Движение литературы. Том I - [247]
Яркий, суперменистый, подсвеченный багрецом Осадчий не мотор войны, а щепка в ее потоке: «… уже никто не мог вырваться из этого потока и повернуть вспять». Он, вкупе с душой своей, – жертва профессии, жертва подручной армейской работы, которая застит ему все, и гибнет он как принесенный в жертву.
2
Остается – Глеб. По случайному и небрежному ротному прозвищу – Черепаха; по компенсирующему самоназванию – Корректировщик; утрата имени и безуспешные попытки его вернуть входят в тот синдром обезличенности, который настигает всех, кто принял знак зверя.

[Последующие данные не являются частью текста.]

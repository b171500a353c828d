//! Document metadata.
//!
//! A [`Document`] is a source file (path relative to the source root) and
//! the [`FrontMatter`] found at its head. Every field of the front-matter is
//! optional; consumers check presence where they need a field.

pub mod date;
mod extract;

pub use extract::extract;
#[cfg(test)]
pub use extract::parse_front_matter;

use chrono::{Datelike, NaiveDateTime};
use serde_yaml::Value;
use std::{
    collections::BTreeMap,
    path::{Path, PathBuf},
};
use thiserror::Error;

/// Errors while extracting front-matter. All of them abort the collection pass.
#[derive(Debug, Error)]
pub enum MetaError {
    #[error("failed to read `{0}`")]
    Io(PathBuf, #[source] std::io::Error),

    #[error("front-matter of `{0}` is not terminated by `---` or `...`")]
    Unterminated(PathBuf),

    #[error("malformed front-matter in `{0}`")]
    Yaml(PathBuf, #[source] serde_yaml::Error),

    #[error("front-matter of `{0}` is not a mapping")]
    NotAMapping(PathBuf),

    #[error("`{field}` in `{path}` must be a string or a list of strings")]
    InvalidList { path: PathBuf, field: String },
}

/// Structured front-matter with explicit presence per field.
#[derive(Debug, Clone, Default, PartialEq)]
pub struct FrontMatter {
    pub title: Option<String>,
    /// Already normalized, see [`date::normalize`].
    pub date: Option<NaiveDateTime>,
    /// Deduplicated, in order of appearance.
    pub tags: Option<Vec<String>>,
    pub summary: Option<String>,
    /// `extensions:` or the older `plugins:` key.
    pub extensions: Option<Vec<String>>,
    /// Every other key, kept opaque.
    pub extra: BTreeMap<String, Value>,
}

impl FrontMatter {
    /// Year of the normalized date, if dated.
    pub fn year(&self) -> Option<i32> {
        self.date.map(|d| d.year())
    }

    /// Date used for ordering, the sentinel when undated.
    pub fn date_or_sentinel(&self) -> NaiveDateTime {
        self.date.unwrap_or_else(date::sentinel)
    }

    pub fn tags(&self) -> &[String] {
        self.tags.as_deref().unwrap_or_default()
    }

    pub fn extensions(&self) -> &[String] {
        self.extensions.as_deref().unwrap_or_default()
    }
}

/// An indexed source document.
#[derive(Debug, Clone, PartialEq)]
pub struct Document {
    /// Relative to the source root.
    pub path: PathBuf,
    pub meta: FrontMatter,
}

impl Document {
    pub fn new(path: impl Into<PathBuf>, meta: FrontMatter) -> Self {
        Self {
            path: path.into(),
            meta,
        }
    }
}

/// Swap the extension of a relative source path for `.html`.
pub fn html_path(path: &Path) -> PathBuf {
    path.with_extension("html")
}

#[cfg(test)]
mod tests {
    use super::*;

    #[test]
    fn test_html_path() {
        assert_eq!(html_path(Path::new("blog/post.md")), PathBuf::from("blog/post.html"));
        assert_eq!(html_path(Path::new("index.markdown")), PathBuf::from("index.html"));
    }

    #[test]
    fn test_front_matter_accessors_when_absent() {
        let meta = FrontMatter::default();
        assert!(meta.tags().is_empty());
        assert!(meta.extensions().is_empty());
        assert_eq!(meta.year(), None);
        assert_eq!(meta.date_or_sentinel(), date::sentinel());
    }

    #[test]
    fn test_year_from_date() {
        let meta = FrontMatter {
            date: Some(date::normalize(&Value::String("2021-06-30 23:59".into()))),
            ..Default::default()
        };
        assert_eq!(meta.year(), Some(2021));
    }
}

Глеб – бедный убийца. Он убил единственного в среде «товарищей по оружию» друга с традиционно братним именем Борис, убил, стреляя ночью на посту в невидимых перебежчиков, одним из которых его друг и оказался. Все остальные его фронтовые деяния: гибель кишлаков под корректируемым Глебовой рацией артобстрелом, пальба по таящимся где-то «духам» («Он стрелял, не зная, куда и в кого. Куда-то в кого-то. В того, кого нет»), – как бы вытекают из этого первичного убийства и, вольные или невольные, оправданные или нет, несут его печать. Сюжет на поверхности следует за сезонными сменами двухгодичной Глебовой службы, но в его подземелье напрягается и подрагивает пружина этой страшной завязки, чтобы раскручиваться и за пределами романа, в новой жизни Глеба, там, за пограничной рекой.

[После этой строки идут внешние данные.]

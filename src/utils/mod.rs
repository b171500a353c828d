//! Utility modules.

pub mod exec;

Но так ли виноват Черепаха и, собственно, в чем? Если взвесить обстоятельства происшествия, то в убийстве своего собрата он виновен не больше, чем Эдип в убийстве отца, и, скажем, куда меньше, чем герой Камю в убийстве как на грех подвернувшегося араба. Он, одуревший к тому же «от солнца и недосыпания» (тут-то и вспомнился мне Посторонний в жарком Алжире), стрелял даже как бы и не в людей – в скрытых ночной тьмой существ, глянувшихся сперва огромными варанами. Но, как Эдип отвергает ссылку на стечение обстоятельств, берет на себя ответственность за отцеубийство и тем самым, по принятому толкованию трагедии Софокла, утверждает свое человеческое достоинство перед лицом Рока, так и этот незадачливый солдат подъемлет бремя вины, а если и забывается, то загнанная внутрь, она возвращается к нему, одурманенному анашой и преследуемому совестью, в сновидениях, превращающих место злосчастного события в топографию адских блужданий. В этом своем самосознании Глеб не только жертва братоубийственного потока, но и трагический герой, ищущий в нем личную ориентировку.

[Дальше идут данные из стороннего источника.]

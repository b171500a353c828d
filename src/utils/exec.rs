//! External command execution utilities.
//!
//! Runs a command with optional stdin bytes, captures stdout and stderr, and
//! enforces a timeout. Anything written to stderr counts as a failure.

use regex::Regex;
use std::{
    borrow::Cow,
    ffi::OsString,
    io::{self, Read, Write},
    process::{Child, Command, ExitStatus, Output, Stdio},
    sync::{
        OnceLock,
        mpsc::{self, Receiver},
    },
    thread,
    time::{Duration, Instant},
};
use thiserror::Error;

/// Poll interval while waiting for a child with a deadline.
const POLL_INTERVAL: Duration = Duration::from_millis(10);

// ============================================================================
// Macros
// ============================================================================

/// Run an external command with fixed arguments and no stdin.
///
/// # Examples
/// ```ignore
/// exec!(timeout=Duration::from_secs(60); &config.build.converter.command; "-t", "json", input)?;
/// ```
#[macro_export]
macro_rules! exec {
    (timeout=$timeout:expr; $cmd:expr; $($arg:expr),* $(,)?) => {
        $crate::utils::exec::exec(
            &$crate::utils::exec::internal::to_cmd_vec($cmd),
            &$crate::utils::exec::internal::filter_args(&[$($crate::utils::exec::internal::to_os($arg)),*]),
            None,
            $timeout,
        )
    };
}

// ============================================================================
// Argument Conversion
// ============================================================================

#[doc(hidden)]
pub mod internal {
    use std::ffi::OsString;

    /// Convert to `OsString`.
    #[inline]
    pub fn to_os<S: Into<OsString>>(s: S) -> OsString {
        s.into()
    }

    /// Trait for converting to command vector.
    pub trait ToCmd {
        fn to_cmd(self) -> Vec<OsString>;
    }

    impl<const N: usize> ToCmd for [&str; N] {
        #[inline]
        fn to_cmd(self) -> Vec<OsString> {
            self.into_iter().map(OsString::from).collect()
        }
    }

    impl ToCmd for &[String] {
        #[inline]
        fn to_cmd(self) -> Vec<OsString> {
            self.iter().map(OsString::from).collect()
        }
    }

    impl ToCmd for &Vec<String> {
        #[inline]
        fn to_cmd(self) -> Vec<OsString> {
            self.iter().map(OsString::from).collect()
        }
    }

    /// Convert command to Vec<OsString>.
    #[inline]
    pub fn to_cmd_vec<C: ToCmd>(cmd: C) -> Vec<OsString> {
        cmd.to_cmd()
    }

    /// Filter out empty args.
    #[inline]
    pub fn filter_args(args: &[OsString]) -> Vec<OsString> {
        args.iter().filter(|a| !a.is_empty()).cloned().collect()
    }
}

// ============================================================================
// Errors
// ============================================================================

#[derive(Debug, Error)]
pub enum ExecError {
    #[error("Empty command")]
    EmptyCommand,

    #[error("Failed to execute `{name}`")]
    Spawn {
        name: String,
        #[source]
        source: io::Error,
    },

    #[error("Failed to wait for `{name}`")]
    Wait {
        name: String,
        #[source]
        source: io::Error,
    },

    #[error("Command `{name}` failed with {status}\n{stderr}")]
    Failed {
        name: String,
        status: ExitStatus,
        stderr: String,
    },

    #[error("Command `{name}` reported errors\n{stderr}")]
    Stderr { name: String, stderr: String },

    #[error("Command `{name}` timed out after {} ms", timeout.as_millis())]
    Timeout { name: String, timeout: Duration },
}

// ============================================================================
// Command Execution
// ============================================================================

/// Execute a command, feeding `stdin` if given, and capture its output.
///
/// # Errors
/// Spawn failure, a non-zero exit code, non-empty stderr, or running past
/// `timeout`. A timed out child is killed.
pub fn exec(
    cmd: &[OsString],
    args: &[OsString],
    stdin: Option<&[u8]>,
    timeout: Option<Duration>,
) -> Result<Output, ExecError> {
    let (name, mut command) = prepare(cmd, args)?;

    command
        .stdin(if stdin.is_some() {
            Stdio::piped()
        } else {
            Stdio::null()
        })
        .stdout(Stdio::piped())
        .stderr(Stdio::piped());

    let mut child = command.spawn().map_err(|source| ExecError::Spawn {
        name: name.clone(),
        source,
    })?;

    let deadline = timeout.map(|t| Instant::now() + t);

    // stdin, stdout and stderr are pumped on their own threads so a child
    // blocked on a full pipe can not stall the others
    if let (Some(mut pipe), Some(bytes)) = (child.stdin.take(), stdin) {
        let bytes = bytes.to_vec();
        thread::spawn(move || {
            // EPIPE when the child exits early, its status tells the story
            pipe.write_all(&bytes).ok();
        });
    }
    let out = pump(child.stdout.take());
    let err = pump(child.stderr.take());

    let status = wait_with_timeout(&mut child, &name, timeout)?;

    // a grandchild may still hold the pipes after the child is gone; the
    // readers are then left behind once the deadline passes
    let timed_out = || ExecError::Timeout {
        name: name.clone(),
        timeout: timeout.unwrap_or_default(),
    };
    let stdout = drain(&out, deadline).ok_or_else(timed_out)?;
    let stderr = drain(&err, deadline).ok_or_else(timed_out)?;

    let output = Output {
        status,
        stdout,
        stderr,
    };
    check_output(&name, &output)?;
    Ok(output)
}

/// Read `pipe` to the end on a detached thread.
fn pump<R: Read + Send + 'static>(pipe: Option<R>) -> Receiver<Vec<u8>> {
    let (tx, rx) = mpsc::channel();
    thread::spawn(move || {
        let mut buf = Vec::new();
        if let Some(mut pipe) = pipe {
            pipe.read_to_end(&mut buf).ok();
        }
        tx.send(buf).ok();
    });
    rx
}

/// Collected pipe contents, `None` if the pipe is still open at `deadline`.
fn drain(rx: &Receiver<Vec<u8>>, deadline: Option<Instant>) -> Option<Vec<u8>> {
    match deadline {
        Some(deadline) => rx
            .recv_timeout(deadline.saturating_duration_since(Instant::now()))
            .ok(),
        None => rx.recv().ok(),
    }
}

fn wait_with_timeout(
    child: &mut Child,
    name: &str,
    timeout: Option<Duration>,
) -> Result<ExitStatus, ExecError> {
    let wait_err = |source| ExecError::Wait {
        name: name.to_owned(),
        source,
    };

    let Some(timeout) = timeout else {
        return child.wait().map_err(wait_err);
    };

    let deadline = Instant::now() + timeout;
    loop {
        if let Some(status) = child.try_wait().map_err(wait_err)? {
            return Ok(status);
        }
        if Instant::now() >= deadline {
            child.kill().ok();
            child.wait().map_err(wait_err)?;
            return Err(ExecError::Timeout {
                name: name.to_owned(),
                timeout,
            });
        }
        thread::sleep(POLL_INTERVAL);
    }
}

/// Prepare a Command from components.
fn prepare(cmd: &[OsString], args: &[OsString]) -> Result<(String, Command), ExecError> {
    let (program, leading) = cmd.split_first().ok_or(ExecError::EmptyCommand)?;
    let name = program.to_string_lossy().into_owned();

    let mut command = Command::new(program);
    command.args(leading).args(args);

    Ok((name, command))
}

/// Fail on a non-zero exit or anything written to stderr.
fn check_output(name: &str, output: &Output) -> Result<(), ExecError> {
    let stderr = String::from_utf8_lossy(&output.stderr);
    let stderr = strip_ansi(stderr.trim()).into_owned();

    if !output.status.success() {
        return Err(ExecError::Failed {
            name: name.to_owned(),
            status: output.status,
            stderr,
        });
    }
    if !stderr.is_empty() {
        return Err(ExecError::Stderr {
            name: name.to_owned(),
            stderr,
        });
    }
    Ok(())
}

// ============================================================================
// Output Filtering
// ============================================================================

fn strip_ansi(s: &str) -> Cow<'_, str> {
    static RE: OnceLock<Option<Regex>> = OnceLock::new();
    match RE.get_or_init(|| Regex::new(r"\x1b\[[0-9;]*m").ok()) {
        Some(re) => re.replace_all(s, ""),
        None => Cow::Borrowed(s),
    }
}

// ============================================================================
// Tests
// ============================================================================

#[cfg(test)]
mod tests {
    use super::internal::*;
    use super::*;

    const TIMEOUT: Option<Duration> = Some(Duration::from_secs(10));

    #[test]
    fn test_to_os() {
        assert_eq!(to_os("hello"), OsString::from("hello"));
        assert_eq!(to_os(String::from("world")), OsString::from("world"));
    }

    #[test]
    fn test_to_cmd_vec_vec() {
        let v = vec!["pandoc".to_string(), "--quiet".to_string()];
        let cmd = to_cmd_vec(&v);
        assert_eq!(cmd, [OsString::from("pandoc"), OsString::from("--quiet")]);
    }

    #[test]
    fn test_filter_args() {
        let args = [OsString::from("a"), OsString::from(""), OsString::from("b")];
        assert_eq!(filter_args(&args), [OsString::from("a"), OsString::from("b")]);
    }

    #[test]
    fn test_prepare_empty() {
        assert!(matches!(prepare(&[], &[]), Err(ExecError::EmptyCommand)));
    }

    #[test]
    fn test_strip_ansi() {
        assert_eq!(strip_ansi("\x1b[31mRed\x1b[0m"), "Red");
        assert_eq!(strip_ansi("\x1b[1;32mGreen Bold\x1b[0m"), "Green Bold");
        assert_eq!(strip_ansi("Plain text"), "Plain text");
    }

    #[cfg(unix)]
    #[test]
    fn test_exec_captures_stdout() {
        let output = crate::exec!(timeout=TIMEOUT; ["sh"]; "-c", "printf hello").unwrap();
        assert_eq!(output.stdout, b"hello");
    }

    #[cfg(unix)]
    #[test]
    fn test_exec_feeds_stdin() {
        let big = vec![b'x'; 1 << 20];
        let output = exec(&to_cmd_vec(["cat"]), &[], Some(&big), TIMEOUT).unwrap();
        assert_eq!(output.stdout.len(), big.len());
    }

    #[cfg(unix)]
    #[test]
    fn test_exec_nonzero_exit() {
        let err = crate::exec!(timeout=TIMEOUT; ["sh"]; "-c", "echo broken >&2; exit 3").unwrap_err();
        match err {
            ExecError::Failed { stderr, status, .. } => {
                assert_eq!(stderr, "broken");
                assert_eq!(status.code(), Some(3));
            }
            other => panic!("unexpected {other:?}"),
        }
    }

    #[cfg(unix)]
    #[test]
    fn test_exec_stderr_is_failure() {
        let err = crate::exec!(timeout=TIMEOUT; ["sh"]; "-c", "echo '[WARNING] odd' >&2").unwrap_err();
        assert!(matches!(err, ExecError::Stderr { ref stderr, .. } if stderr == "[WARNING] odd"));
    }

    #[cfg(unix)]
    #[test]
    fn test_exec_timeout_kills_child() {
        let started = Instant::now();
        let timeout = Some(Duration::from_millis(100));
        let err = crate::exec!(timeout=timeout; ["sleep"]; "5").unwrap_err();

        assert!(matches!(err, ExecError::Timeout { .. }));
        assert!(started.elapsed() < Duration::from_secs(4));
    }

    #[cfg(unix)]
    #[test]
    fn test_timeout_does_not_wait_for_grandchild() {
        let started = Instant::now();
        let timeout = Some(Duration::from_millis(200));
        let err = crate::exec!(timeout=timeout; ["sh"]; "-c", "sleep 4; echo done").unwrap_err();

        assert!(matches!(err, ExecError::Timeout { .. }));
        assert!(started.elapsed() < Duration::from_secs(2));
    }

    #[cfg(unix)]
    #[test]
    fn test_background_process_holding_pipes_times_out() {
        let started = Instant::now();
        let timeout = Some(Duration::from_millis(300));
        let err = crate::exec!(timeout=timeout; ["sh"]; "-c", "sleep 4 & echo started").unwrap_err();

        assert!(matches!(err, ExecError::Timeout { .. }));
        assert!(started.elapsed() < Duration::from_secs(2));
    }

    #[test]
    fn test_exec_missing_program() {
        let err = crate::exec!(timeout=TIMEOUT; ["mkweb-no-such-program"];).unwrap_err();
        assert!(matches!(err, ExecError::Spawn { .. }));
    }
}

Однако вспомним еще раз: Ермаков «пишет конкретно». Античная трагическая алгебра безвинной вины еще ничего не говорит о другом, взятом из иной духовной традиции, глубоко интимном, зачинающемся в трудноуследимых сердечных извивах понятии греха, на какое намекает новозаветный эпиграф романа: «… и не будут иметь покоя ни днем, ни ночью…» И если вначале, до всего случившегося, когда солдаты возводят под палящим солнцем очередное гарнизонное сооружение, Глебу кажется, что «никто не глянет с укоризною на них и не смешает язык их, чтобы остановить их, потому что небеса давно пусты», то в конце он чувствует на себе Взгляд: «Врата. Все позади. И утром они полетят… за реку, в Союз, где никто ничего не знает. Но кто-то и там будет знать. Кто?… Но кто-то еще там был, и он знает. И будет знать за рекой».
Друг роковым образом убил друга, брат по законам людской вражды убил брата. Это – вообще. Но вот в чем дьявольская «конкретность»: конформист убил отказника. Тот, кто не мог не стать как все, убил того, кто не мог стать как все. Согласившийся соучаствовать убил того, кто не сумел принудить себя к соучастию.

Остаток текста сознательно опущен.